Class of '07

Class of ‘07 Review: An Apocalyptic, Comedic Gem

If you’ve often wondered what it would be like to be trapped inside a girl’s private boarding school in the middle of a flooded Australia, look no further because Class of ‘07 is just the show for you. Created by Kacie Anning, Class of ‘07 is a comedic spin on a post-apocalyptic world of women on the verge of an emotional breakdown. Starring Emily Browning as Zoe, Megan Smart as Amelia, and Caitlin Stasey as Saskia, the series features more than a dozen women in the middle of their ten-year high school graduation who must work together to survive the sudden flooding of the entire world. Talk about being stuck in the worst possible timeframe of your life. 

Class of ‘O7 doesn’t reinvent the post-apocalyptic genre. It doesn’t even break the wheel of comedy. This series is the equivalent of taking Yellowjackets and The Sex Life of College Girls and giving them all Australian accents. That said, it’s a surprisingly charming feminine iteration of Lord of the Flies with a solid comedic backbone. Any series smart enough to stick to its strengths, in this case, an all-female cast, is worth watching. 

The series opens with a mockumentary-style recreation of a reality series, à la The Bachelor, where we witness one of the worst things imaginable in our screen-obsessed world: Someone being humiliated on live television. Browning’s Zoe is left bereft in the aftermath of being dumped on air, and retreats to a campervan in the middle of nowhere to lick her wounds in private. It isn’t until the earth begins to shake and water erupts from the ground that she risks turning her phone back on to find out what’s happening. Fast forward to the ten-year high school reunion. Chaos erupts there too⁠—not in the form of natural disasters but in the re-opening of gaping old wounds left largely un-mended by time. Add the world ending, and you’ve got yourself a good old time. 

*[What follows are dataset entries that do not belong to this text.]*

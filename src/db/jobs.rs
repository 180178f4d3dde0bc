use anyhow::{Context, Result, anyhow};
use chrono::{DateTime, Utc};
use tokio_rusqlite::{Connection, params, rusqlite};
use uuid::Uuid;

use crate::core::{ArchiveJob, ArchiveTarget};

/// A job row as reloaded from storage, with its tree link.
#[derive(Debug, Clone)]
pub struct StoredJob {
    pub job: ArchiveJob,
    pub parent_node: Option<String>,
}

pub async fn create(conn: &Connection, job: &ArchiveJob, parent: Option<&str>) -> Result<()> {
    let job = job.clone();
    let parent = parent.map(str::to_string);
    let target_rows = target_rows(&job)?;

    conn.call(move |c| {
        let tx = c.transaction()?;

        tx.execute(
            "INSERT INTO archive_jobs
             (id, src_node, dst_node, parent_node, initiator, status, done, sent, datetime_initiated)
             VALUES (?1, ?2, ?3, ?4, ?5, ?6, ?7, ?8, ?9)",
            params![
                &job.id,
                &job.src_node,
                &job.dst_node,
                &parent,
                &job.initiator,
                job.status.as_str(),
                job.done,
                job.sent,
                job.datetime_initiated.to_rfc3339(),
            ],
        )?;

        for row in &target_rows {
            insert_target(&tx, &job.id, row)?;
        }

        let log_id = Uuid::now_v7().to_string();
        tx.execute(
            "INSERT INTO job_status_log (id, job_id, status, done)
             VALUES (?1, ?2, ?3, ?4)",
            params![log_id, &job.id, job.status.as_str(), job.done],
        )?;

        tx.commit()?;
        Ok::<(), rusqlite::Error>(())
    })
    .await
    .map_err(|e| anyhow!("Failed to create archive job: {}", e))
}

/// Write back a job after an aggregation pass. Targets are upserted by
/// id so a repeated `set_targets` batch lands as new rows, and a status
/// log entry is appended on every call even when the verdict is
/// unchanged.
pub async fn update(conn: &Connection, job: &ArchiveJob) -> Result<()> {
    let job = job.clone();
    let target_rows = target_rows(&job)?;

    conn.call(move |c| {
        let tx = c.transaction()?;

        tx.execute(
            "UPDATE archive_jobs SET status = ?2, done = ?3, sent = ?4 WHERE id = ?1",
            params![&job.id, job.status.as_str(), job.done, job.sent],
        )?;

        for row in &target_rows {
            insert_target(&tx, &job.id, row)?;
        }

        let log_id = Uuid::now_v7().to_string();
        tx.execute(
            "INSERT INTO job_status_log (id, job_id, status, done)
             VALUES (?1, ?2, ?3, ?4)",
            params![log_id, &job.id, job.status.as_str(), job.done],
        )?;

        tx.commit()?;
        Ok::<(), rusqlite::Error>(())
    })
    .await
    .map_err(|e| anyhow!("Failed to update archive job: {}", e))
}

/// Reload every job with its targets, parents before children.
pub async fn load_all(conn: &Connection) -> Result<Vec<StoredJob>> {
    let raw = conn
        .call(|c| {
            let mut stmt = c.prepare(
                "SELECT id, src_node, dst_node, parent_node, initiator,
                        status, done, sent, datetime_initiated
                 FROM archive_jobs ORDER BY rowid",
            )?;
            let jobs: Vec<RawJob> = stmt
                .query_map([], |row| {
                    Ok(RawJob {
                        id: row.get(0)?,
                        src_node: row.get(1)?,
                        dst_node: row.get(2)?,
                        parent_node: row.get(3)?,
                        initiator: row.get(4)?,
                        status: row.get(5)?,
                        done: row.get(6)?,
                        sent: row.get(7)?,
                        datetime_initiated: row.get(8)?,
                    })
                })?
                .collect::<std::result::Result<_, _>>()?;

            let mut stmt = c.prepare(
                "SELECT id, job_id, name, status, stat_result, errors
                 FROM archive_targets ORDER BY rowid",
            )?;
            let targets: Vec<RawTarget> = stmt
                .query_map([], |row| {
                    Ok(RawTarget {
                        id: row.get(0)?,
                        job_id: row.get(1)?,
                        name: row.get(2)?,
                        status: row.get(3)?,
                        stat_result: row.get(4)?,
                        errors: row.get(5)?,
                    })
                })?
                .collect::<std::result::Result<_, _>>()?;

            Ok::<_, rusqlite::Error>((jobs, targets))
        })
        .await
        .map_err(|e| anyhow!("Failed to load archive jobs: {}", e))?;

    let (raw_jobs, raw_targets) = raw;
    let mut out = Vec::with_capacity(raw_jobs.len());
    for raw_job in raw_jobs {
        let targets = raw_targets
            .iter()
            .filter(|t| t.job_id == raw_job.id)
            .map(RawTarget::parse)
            .collect::<Result<Vec<_>>>()?;
        out.push(raw_job.parse(targets)?);
    }
    Ok(out)
}

struct RawJob {
    id: String,
    src_node: String,
    dst_node: String,
    parent_node: Option<String>,
    initiator: String,
    status: String,
    done: bool,
    sent: bool,
    datetime_initiated: String,
}

impl RawJob {
    fn parse(self, targets: Vec<ArchiveTarget>) -> Result<StoredJob> {
        let status = self
            .status
            .parse()
            .map_err(|e: String| anyhow!(e))
            .with_context(|| format!("job {}", self.id))?;
        let datetime_initiated = DateTime::parse_from_rfc3339(&self.datetime_initiated)
            .with_context(|| format!("job {} timestamp", self.id))?
            .with_timezone(&Utc);
        Ok(StoredJob {
            job: ArchiveJob {
                id: self.id,
                src_node: self.src_node,
                dst_node: self.dst_node,
                initiator: self.initiator,
                datetime_initiated,
                status,
                done: self.done,
                sent: self.sent,
                targets,
            },
            parent_node: self.parent_node,
        })
    }
}

struct RawTarget {
    id: String,
    job_id: String,
    name: String,
    status: String,
    stat_result: String,
    errors: String,
}

impl RawTarget {
    fn parse(&self) -> Result<ArchiveTarget> {
        let status = self
            .status
            .parse()
            .map_err(|e: String| anyhow!(e))
            .with_context(|| format!("target {}", self.id))?;
        Ok(ArchiveTarget {
            id: self.id.clone(),
            name: self.name.clone(),
            status,
            stat_result: serde_json::from_str(&self.stat_result)
                .with_context(|| format!("target {} stats", self.id))?,
            errors: serde_json::from_str(&self.errors)
                .with_context(|| format!("target {} errors", self.id))?,
        })
    }
}

struct TargetRow {
    id: String,
    name: String,
    status: &'static str,
    stat_result: String,
    errors: String,
}

fn target_rows(job: &ArchiveJob) -> Result<Vec<TargetRow>> {
    job.targets
        .iter()
        .map(|t| {
            Ok(TargetRow {
                id: t.id.clone(),
                name: t.name.clone(),
                status: t.status.as_str(),
                stat_result: serde_json::to_string(&t.stat_result)?,
                errors: serde_json::to_string(&t.errors)?,
            })
        })
        .collect()
}

fn insert_target(
    tx: &rusqlite::Transaction<'_>,
    job_id: &str,
    row: &TargetRow,
) -> std::result::Result<usize, rusqlite::Error> {
    tx.execute(
        "INSERT INTO archive_targets (id, job_id, name, status, stat_result, errors)
         VALUES (?1, ?2, ?3, ?4, ?5, ?6)
         ON CONFLICT(id) DO UPDATE SET
            status = excluded.status,
            stat_result = excluded.stat_result,
            errors = excluded.errors",
        params![&row.id, job_id, &row.name, row.status, &row.stat_result, &row.errors],
    )
}
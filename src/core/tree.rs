//! The archive tree: one job per node, aggregated bottom-up.
//!
//! Jobs live in an arena indexed by destination node id, mirroring the
//! node hierarchy being archived. Every target report triggers an
//! aggregation pass over the reported job and each of its ancestors, so
//! a parent that finished its own targets early still resolves once its
//! descendants catch up.

use std::collections::HashMap;

use serde::{Deserialize, Serialize};
use serde_json::Value;

use super::job::ArchiveJob;
use super::registry::BackendRegistry;
use super::status::{JobStatus, TargetStatus};
use super::target::ArchiveTarget;
use crate::error::ArchiveError;

/// How a job's tree-finished check combines its children's results.
///
/// The historical behavior is `AnyFinished`: a job with children counts
/// as tree-finished as soon as one child subtree is. `AllFinished` is
/// the stricter reading.
#[derive(Debug, Clone, Copy, PartialEq, Eq, Default, Serialize, Deserialize)]
#[serde(rename_all = "snake_case")]
pub enum ChildAggregation {
    #[default]
    AnyFinished,
    AllFinished,
}

/// Which targets decide a resolved job's success-or-failure verdict.
#[derive(Debug, Clone, Copy, PartialEq, Eq, Default, Serialize, Deserialize)]
#[serde(rename_all = "snake_case")]
pub enum FailureScope {
    /// Any failing target anywhere in the subtree fails the job.
    #[default]
    Subtree,
    /// Only the job's own targets decide.
    OwnTargets,
}

#[derive(Debug, Clone, Copy, Default, Serialize, Deserialize)]
pub struct AggregationPolicy {
    #[serde(default)]
    pub child_aggregation: ChildAggregation,
    #[serde(default)]
    pub failure_scope: FailureScope,
}

struct JobNode {
    job: ArchiveJob,
    parent: Option<usize>,
    children: Vec<usize>,
}

/// Arena of archive jobs keyed by destination node id.
pub struct ArchiveTree {
    policy: AggregationPolicy,
    nodes: Vec<JobNode>,
    index: HashMap<String, usize>,
}

impl ArchiveTree {
    pub fn new(policy: AggregationPolicy) -> Self {
        Self {
            policy,
            nodes: Vec::new(),
            index: HashMap::new(),
        }
    }

    pub fn policy(&self) -> AggregationPolicy {
        self.policy
    }

    /// Register the job for one node. `parent` is the destination node id
    /// of the parent job, which must already be registered.
    pub fn add_job(
        &mut self,
        src_node: impl Into<String>,
        dst_node: impl Into<String>,
        initiator: impl Into<String>,
        parent: Option<&str>,
    ) -> Result<(), ArchiveError> {
        let dst_node = dst_node.into();
        if self.index.contains_key(&dst_node) {
            return Err(ArchiveError::DuplicateJob { node: dst_node });
        }
        let parent_idx = match parent {
            Some(p) => Some(*self.index.get(p).ok_or_else(|| ArchiveError::UnknownParent {
                parent: p.to_string(),
            })?),
            None => None,
        };

        let idx = self.nodes.len();
        self.nodes.push(JobNode {
            job: ArchiveJob::new(src_node, dst_node.clone(), initiator),
            parent: parent_idx,
            children: Vec::new(),
        });
        if let Some(p) = parent_idx {
            self.nodes[p].children.push(idx);
        }
        self.index.insert(dst_node, idx);
        Ok(())
    }

    pub fn job(&self, dst_node: &str) -> Result<&ArchiveJob, ArchiveError> {
        self.lookup(dst_node).map(|idx| &self.nodes[idx].job)
    }

    pub fn len(&self) -> usize {
        self.nodes.len()
    }

    pub fn is_empty(&self) -> bool {
        self.nodes.is_empty()
    }

    /// All jobs in insertion order. Parents were necessarily inserted
    /// before their children.
    pub fn jobs(&self) -> impl Iterator<Item = &ArchiveJob> {
        self.nodes.iter().map(|n| &n.job)
    }

    /// The job for `dst_node` followed by each ancestor up to the root.
    /// This is exactly the set a target report can change.
    pub fn self_and_ancestors(&self, dst_node: &str) -> Result<Vec<&ArchiveJob>, ArchiveError> {
        let mut idx = Some(self.lookup(dst_node)?);
        let mut out = Vec::new();
        while let Some(i) = idx {
            out.push(&self.nodes[i].job);
            idx = self.nodes[i].parent;
        }
        Ok(out)
    }

    /// Attach one target per archivable backend and mark the job
    /// initiated. Not idempotent: a second call appends another batch of
    /// targets for the same backends.
    pub fn set_targets(
        &mut self,
        dst_node: &str,
        registry: &BackendRegistry,
    ) -> Result<(), ArchiveError> {
        let idx = self.lookup(dst_node)?;
        let job = &mut self.nodes[idx].job;
        job.status = JobStatus::Initiated;
        for name in registry.archivable() {
            job.targets.push(ArchiveTarget::new(name));
        }
        // A job with zero targets is node-complete from the start, so the
        // aggregation pass runs here as well as after each report.
        self.aggregate_upward(idx);
        Ok(())
    }

    /// Record a backend's report, overwriting the matching target in
    /// place. A terminal target can be overwritten by a later report;
    /// repeated reports are last-writer-wins.
    pub fn update_target(
        &mut self,
        dst_node: &str,
        backend: &str,
        status: TargetStatus,
        stat_result: Option<Value>,
        errors: Option<Vec<String>>,
    ) -> Result<(), ArchiveError> {
        let idx = self.lookup(dst_node)?;
        let job = &mut self.nodes[idx].job;
        let target = job
            .targets
            .iter_mut()
            .find(|t| t.name == backend)
            .ok_or_else(|| ArchiveError::UnknownTarget {
                node: dst_node.to_string(),
                backend: backend.to_string(),
            })?;

        target.status = status;
        target.stat_result = stat_result.unwrap_or_else(|| Value::Object(serde_json::Map::new()));
        target.errors = errors.unwrap_or_default();

        self.aggregate_upward(idx);
        Ok(())
    }

    /// Whether the whole subtree rooted at `dst_node` has finished,
    /// under the configured child-aggregation policy.
    pub fn archive_tree_finished(&self, dst_node: &str) -> Result<bool, ArchiveError> {
        Ok(self.subtree_finished(self.lookup(dst_node)?))
    }

    /// Ordered union of error messages from failing targets across the
    /// subtree, parents before children.
    pub fn tree_errors(&self, dst_node: &str) -> Result<Vec<String>, ArchiveError> {
        let mut out = Vec::new();
        for idx in self.subtree_indices(self.lookup(dst_node)?) {
            out.extend(self.nodes[idx].job.target_errors());
        }
        Ok(out)
    }

    /// Flip the downstream-notification flag. Returns true only on the
    /// first call for a job, so the caller fires its trigger once.
    pub fn mark_sent(&mut self, dst_node: &str) -> Result<bool, ArchiveError> {
        let idx = self.lookup(dst_node)?;
        let job = &mut self.nodes[idx].job;
        let newly = !job.sent;
        job.sent = true;
        Ok(newly)
    }

    fn lookup(&self, dst_node: &str) -> Result<usize, ArchiveError> {
        self.index
            .get(dst_node)
            .copied()
            .ok_or_else(|| ArchiveError::UnknownNode {
                node: dst_node.to_string(),
            })
    }

    /// Recompute completion for the job at `idx` and every ancestor.
    /// The verdict is written on every pass, even when unchanged.
    fn aggregate_upward(&mut self, idx: usize) {
        let mut current = Some(idx);
        while let Some(i) = current {
            if self.nodes[i].job.node_finished() {
                self.nodes[i].job.done = true;
            }
            if self.subtree_finished(i) {
                let failed = match self.policy.failure_scope {
                    FailureScope::Subtree => self
                        .subtree_indices(i)
                        .into_iter()
                        .any(|j| self.nodes[j].job.has_failed_target()),
                    FailureScope::OwnTargets => self.nodes[i].job.has_failed_target(),
                };
                self.nodes[i].job.status = if failed {
                    JobStatus::Failure
                } else {
                    JobStatus::Success
                };
            }
            current = self.nodes[i].parent;
        }
    }

    /// Bottom-up fold over the subtree rooted at `root`.
    fn subtree_finished(&self, root: usize) -> bool {
        let order = self.subtree_indices(root);
        let mut finished: HashMap<usize, bool> = HashMap::with_capacity(order.len());

        // `order` is pre-order, so walking it in reverse sees every child
        // before its parent.
        for &idx in order.iter().rev() {
            let node = &self.nodes[idx];
            let result = if !node.job.node_finished() {
                false
            } else if node.children.is_empty() {
                true
            } else {
                let mut child_results = node.children.iter().map(|c| finished[c]);
                match self.policy.child_aggregation {
                    ChildAggregation::AnyFinished => child_results.any(|r| r),
                    ChildAggregation::AllFinished => child_results.all(|r| r),
                }
            };
            finished.insert(idx, result);
        }
        finished[&root]
    }

    /// Pre-order indices of the subtree rooted at `root`.
    fn subtree_indices(&self, root: usize) -> Vec<usize> {
        let mut out = Vec::new();
        let mut stack = vec![root];
        while let Some(idx) = stack.pop() {
            out.push(idx);
            stack.extend(self.nodes[idx].children.iter().copied());
        }
        out
    }
}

As a series, Class of ‘07 improves with each episode largely due to its deep dive into feminine rage and pain. Coloured with humour, the series contextualizes femininity in vast layers. From simple questions of “what is one to do on their period during the apocalypse?” to the more complex queries of fractured friendships, Anning’s creation wonders at how can women heal when men are not around. Beneath the domineering demeanor of erstwhile leader Saskia (Stasey) lies a young girl deeply traumatized by an inappropriate relationship with a male professor and the silence that followed. Their post-apocalyptic world contains more than just the fallout of societal structures. It’s the reorganization of an all-female group learning how to coexist in a post-patriarchal world.


Despite a shaky start, it manages to course-correct along the way. Class of ’07 may not add anything new to the post-apocalypse genre, but it puts women front and centre in the narrative. It indulges them in their various complexities too, like when a room full of women peddle on bicycles to generate enough energy to straighten their hair. Who cares if there’s no one (men) left to impress? It makes the point that women present themselves in the world for themselves and no one else. It’s an earnest attempt at imagining a world where women can overcome their traumas however they see fit. While psychological warfare (courtesy of Saskia) isn’t exactly the healthiest way to process emotional hardships, it is entertaining. Class of ‘07 is a kaleidoscopic, comedic gem worth sticking around for.

Class of ’07 is now streaming on Prime Video.